----- Exercise materials -----

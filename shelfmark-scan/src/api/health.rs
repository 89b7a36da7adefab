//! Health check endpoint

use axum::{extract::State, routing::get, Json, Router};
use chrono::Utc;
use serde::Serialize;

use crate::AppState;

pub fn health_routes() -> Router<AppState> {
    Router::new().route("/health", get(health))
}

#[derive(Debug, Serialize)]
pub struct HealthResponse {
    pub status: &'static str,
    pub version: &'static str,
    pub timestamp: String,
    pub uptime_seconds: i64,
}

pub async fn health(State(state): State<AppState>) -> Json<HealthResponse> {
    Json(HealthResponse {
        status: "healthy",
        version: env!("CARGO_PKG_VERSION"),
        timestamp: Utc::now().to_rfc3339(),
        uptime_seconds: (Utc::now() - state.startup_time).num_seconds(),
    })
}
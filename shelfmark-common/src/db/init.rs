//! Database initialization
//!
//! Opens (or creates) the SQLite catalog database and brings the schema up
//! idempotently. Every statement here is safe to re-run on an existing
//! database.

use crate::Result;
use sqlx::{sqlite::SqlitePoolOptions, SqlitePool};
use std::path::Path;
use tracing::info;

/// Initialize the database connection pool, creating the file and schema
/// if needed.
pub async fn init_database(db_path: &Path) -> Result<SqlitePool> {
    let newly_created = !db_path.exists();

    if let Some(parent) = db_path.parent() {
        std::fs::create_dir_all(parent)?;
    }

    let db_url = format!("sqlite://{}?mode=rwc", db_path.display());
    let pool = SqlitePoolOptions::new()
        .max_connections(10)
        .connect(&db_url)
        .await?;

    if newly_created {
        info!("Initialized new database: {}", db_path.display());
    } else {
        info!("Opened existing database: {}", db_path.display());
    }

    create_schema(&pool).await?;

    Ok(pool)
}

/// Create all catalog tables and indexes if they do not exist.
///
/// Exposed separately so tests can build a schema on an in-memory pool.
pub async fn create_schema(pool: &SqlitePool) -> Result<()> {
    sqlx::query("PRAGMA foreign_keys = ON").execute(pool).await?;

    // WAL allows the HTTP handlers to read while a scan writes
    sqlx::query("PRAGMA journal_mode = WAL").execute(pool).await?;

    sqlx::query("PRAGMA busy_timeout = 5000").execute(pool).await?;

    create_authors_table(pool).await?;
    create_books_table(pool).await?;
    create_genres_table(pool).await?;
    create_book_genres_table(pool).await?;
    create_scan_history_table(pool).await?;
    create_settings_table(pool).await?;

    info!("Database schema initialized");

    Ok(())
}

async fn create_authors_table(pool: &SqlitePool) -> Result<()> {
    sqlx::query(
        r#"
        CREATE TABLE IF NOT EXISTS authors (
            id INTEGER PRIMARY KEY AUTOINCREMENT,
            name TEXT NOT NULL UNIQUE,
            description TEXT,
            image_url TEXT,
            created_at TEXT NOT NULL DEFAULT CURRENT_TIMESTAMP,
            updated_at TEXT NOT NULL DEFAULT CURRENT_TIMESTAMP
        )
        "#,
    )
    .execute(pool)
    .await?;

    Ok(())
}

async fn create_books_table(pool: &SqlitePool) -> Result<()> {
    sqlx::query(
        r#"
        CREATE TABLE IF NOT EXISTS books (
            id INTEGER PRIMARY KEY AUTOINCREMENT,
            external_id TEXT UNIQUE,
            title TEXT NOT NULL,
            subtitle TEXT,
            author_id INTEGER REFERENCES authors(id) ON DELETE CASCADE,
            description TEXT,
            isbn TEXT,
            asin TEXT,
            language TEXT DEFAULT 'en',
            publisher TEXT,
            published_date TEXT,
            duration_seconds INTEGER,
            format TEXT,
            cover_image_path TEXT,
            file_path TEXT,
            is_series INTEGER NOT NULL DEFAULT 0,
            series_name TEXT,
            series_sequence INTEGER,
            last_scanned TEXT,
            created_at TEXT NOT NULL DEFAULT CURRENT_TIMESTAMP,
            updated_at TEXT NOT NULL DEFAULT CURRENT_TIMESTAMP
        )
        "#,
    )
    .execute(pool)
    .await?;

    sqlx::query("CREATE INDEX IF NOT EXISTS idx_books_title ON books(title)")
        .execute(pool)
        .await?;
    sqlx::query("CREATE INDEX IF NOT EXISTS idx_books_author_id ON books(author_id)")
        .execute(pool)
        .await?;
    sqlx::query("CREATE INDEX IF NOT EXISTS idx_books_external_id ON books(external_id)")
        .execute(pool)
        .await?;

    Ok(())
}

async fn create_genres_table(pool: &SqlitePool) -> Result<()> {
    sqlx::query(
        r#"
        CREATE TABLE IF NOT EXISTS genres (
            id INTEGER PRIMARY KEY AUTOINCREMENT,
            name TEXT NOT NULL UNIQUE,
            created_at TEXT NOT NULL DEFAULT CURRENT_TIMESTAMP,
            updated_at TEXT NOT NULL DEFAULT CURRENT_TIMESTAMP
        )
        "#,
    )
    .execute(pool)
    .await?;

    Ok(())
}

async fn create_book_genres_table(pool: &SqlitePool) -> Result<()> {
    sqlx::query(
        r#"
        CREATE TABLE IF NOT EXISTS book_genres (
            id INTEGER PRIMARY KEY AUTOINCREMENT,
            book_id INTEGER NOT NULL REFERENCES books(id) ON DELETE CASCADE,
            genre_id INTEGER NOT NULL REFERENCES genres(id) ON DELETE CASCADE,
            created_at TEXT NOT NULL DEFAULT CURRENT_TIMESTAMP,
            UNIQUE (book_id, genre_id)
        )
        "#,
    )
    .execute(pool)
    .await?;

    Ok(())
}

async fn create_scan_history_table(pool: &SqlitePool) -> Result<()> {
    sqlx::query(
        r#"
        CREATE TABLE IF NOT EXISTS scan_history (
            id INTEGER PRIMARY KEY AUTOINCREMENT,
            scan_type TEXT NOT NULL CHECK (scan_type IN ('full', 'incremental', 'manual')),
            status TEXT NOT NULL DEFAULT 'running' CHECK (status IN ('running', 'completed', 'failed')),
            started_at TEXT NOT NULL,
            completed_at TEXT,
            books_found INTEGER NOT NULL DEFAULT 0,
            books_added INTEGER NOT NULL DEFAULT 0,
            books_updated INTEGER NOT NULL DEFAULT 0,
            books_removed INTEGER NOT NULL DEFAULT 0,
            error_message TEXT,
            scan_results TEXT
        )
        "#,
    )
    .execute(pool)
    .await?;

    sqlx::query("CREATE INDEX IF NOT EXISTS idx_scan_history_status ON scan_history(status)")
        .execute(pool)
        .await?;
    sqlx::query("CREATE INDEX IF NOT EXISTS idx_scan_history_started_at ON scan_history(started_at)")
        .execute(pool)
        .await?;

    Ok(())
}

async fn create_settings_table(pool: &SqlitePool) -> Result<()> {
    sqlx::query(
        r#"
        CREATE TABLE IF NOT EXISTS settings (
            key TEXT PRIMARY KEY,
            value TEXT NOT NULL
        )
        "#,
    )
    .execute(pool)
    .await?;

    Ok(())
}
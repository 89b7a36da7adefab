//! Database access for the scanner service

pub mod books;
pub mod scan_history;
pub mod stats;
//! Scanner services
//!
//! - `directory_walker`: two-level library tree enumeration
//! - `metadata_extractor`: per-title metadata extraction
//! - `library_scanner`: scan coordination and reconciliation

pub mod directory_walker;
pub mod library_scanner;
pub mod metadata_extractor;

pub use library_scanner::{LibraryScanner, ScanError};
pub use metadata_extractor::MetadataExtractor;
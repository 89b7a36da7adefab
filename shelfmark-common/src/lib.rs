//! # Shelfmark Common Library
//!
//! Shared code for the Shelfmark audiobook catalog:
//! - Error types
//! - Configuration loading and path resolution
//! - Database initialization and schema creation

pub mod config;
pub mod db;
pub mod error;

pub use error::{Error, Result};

-----

Directions: In the data above, each line holding "status" is to be found and copied.

Response below:
    pub status: &'static str,
        status: "healthy",
            status TEXT NOT NULL DEFAULT 'running' CHECK (status IN ('running', 'completed', 'failed')),
    sqlx::query("CREATE INDEX IF NOT EXISTS idx_scan_history_status ON scan_history(status)")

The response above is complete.